## Exercise description:
Return only those lines of the records below in which "dropped" appears.

## Task input:
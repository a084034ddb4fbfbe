//! Click-driven terminal selection.
//!
//! ```text
//! Idle           --click t-->            OneSelected(t)
//! OneSelected(t) --click t-->            Idle                 (deselect)
//! OneSelected(a) --click b, 2-terminal-> Idle + Completed(a,b) if a,b share a row/col
//!                                                              and no edge joins {a,b}
//!                                        Idle + Ignored       otherwise
//! OneSelected(a) --click b, 3-terminal-> TwoSelected(a,b)
//! TwoSelected(a,b) --click c-->          Idle + Completed(a,b,c)
//! ```

use crate::ir::{ComponentKind, Terminal};
use crate::topology::TopologyStore;

#[derive(Debug, Clone, Copy, PartialEq, Eq, Default)]
pub enum SelectionState {
    #[default]
    Idle,
    OneSelected(Terminal),
    /// Only reachable for three-terminal kinds.
    TwoSelected(Terminal, Terminal),
}

/// A finished selection sequence, ready for the topology store.
#[derive(Debug, Clone, PartialEq, Eq)]
pub struct Placement {
    pub kind: ComponentKind,
    pub terminals: Vec<Terminal>,
}

/// Outcome of one click.
#[derive(Debug, Clone, PartialEq, Eq)]
pub enum SelectionEvent {
    /// More clicks are needed.
    Pending,
    /// The pending terminal was clicked again and dropped.
    Deselected,
    /// Diagonal or duplicate placement; silently dropped.
    Ignored,
    Completed(Placement),
}

#[derive(Debug, Clone)]
pub struct SelectionController {
    state: SelectionState,
    kind: ComponentKind,
}

impl Default for SelectionController {
    fn default() -> Self {
        Self::new(ComponentKind::Wire)
    }
}

impl SelectionController {
    pub fn new(kind: ComponentKind) -> Self {
        Self {
            state: SelectionState::Idle,
            kind,
        }
    }

    pub fn state(&self) -> SelectionState {
        self.state
    }

    pub fn kind(&self) -> ComponentKind {
        self.kind
    }

    /// Choose the component type for the next placement. A partial
    /// selection made for another type is dropped.
    pub fn set_kind(&mut self, kind: ComponentKind) {
        if kind != self.kind {
            self.state = SelectionState::Idle;
        }
        self.kind = kind;
    }

    /// First pending terminal, if any.
    pub fn selected(&self) -> Option<Terminal> {
        match self.state {
            SelectionState::Idle => None,
            SelectionState::OneSelected(t) | SelectionState::TwoSelected(t, _) => Some(t),
        }
    }

    pub fn reset(&mut self) {
        self.state = SelectionState::Idle;
    }

    /// Feed one terminal click. `topology` is consulted for duplicate edges.
    pub fn click(&mut self, terminal: Terminal, topology: &TopologyStore) -> SelectionEvent {
        let kind = self.kind;
        let (next, event) = match self.state {
            SelectionState::Idle => (SelectionState::OneSelected(terminal), SelectionEvent::Pending),

            SelectionState::OneSelected(first) if first == terminal => {
                (SelectionState::Idle, SelectionEvent::Deselected)
            }

            SelectionState::OneSelected(first) if kind.is_multi_terminal() => {
                (SelectionState::TwoSelected(first, terminal), SelectionEvent::Pending)
            }

            SelectionState::OneSelected(first) => {
                if first.is_orthogonal_to(&terminal) && !topology.connects(&first, &terminal) {
                    let placement = Placement {
                        kind,
                        terminals: vec![first, terminal],
                    };
                    (SelectionState::Idle, SelectionEvent::Completed(placement))
                } else {
                    tracing::debug!(%first, %terminal, "placement ignored");
                    (SelectionState::Idle, SelectionEvent::Ignored)
                }
            }

            SelectionState::TwoSelected(first, second) => {
                let placement = Placement {
                    kind,
                    terminals: vec![first, second, terminal],
                };
                (SelectionState::Idle, SelectionEvent::Completed(placement))
            }
        };

        self.state = next;
        event
    }
}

## Output:
    /// The pending terminal was clicked again and dropped.
    /// Diagonal or duplicate placement; silently dropped.
    /// selection made for another type is dropped.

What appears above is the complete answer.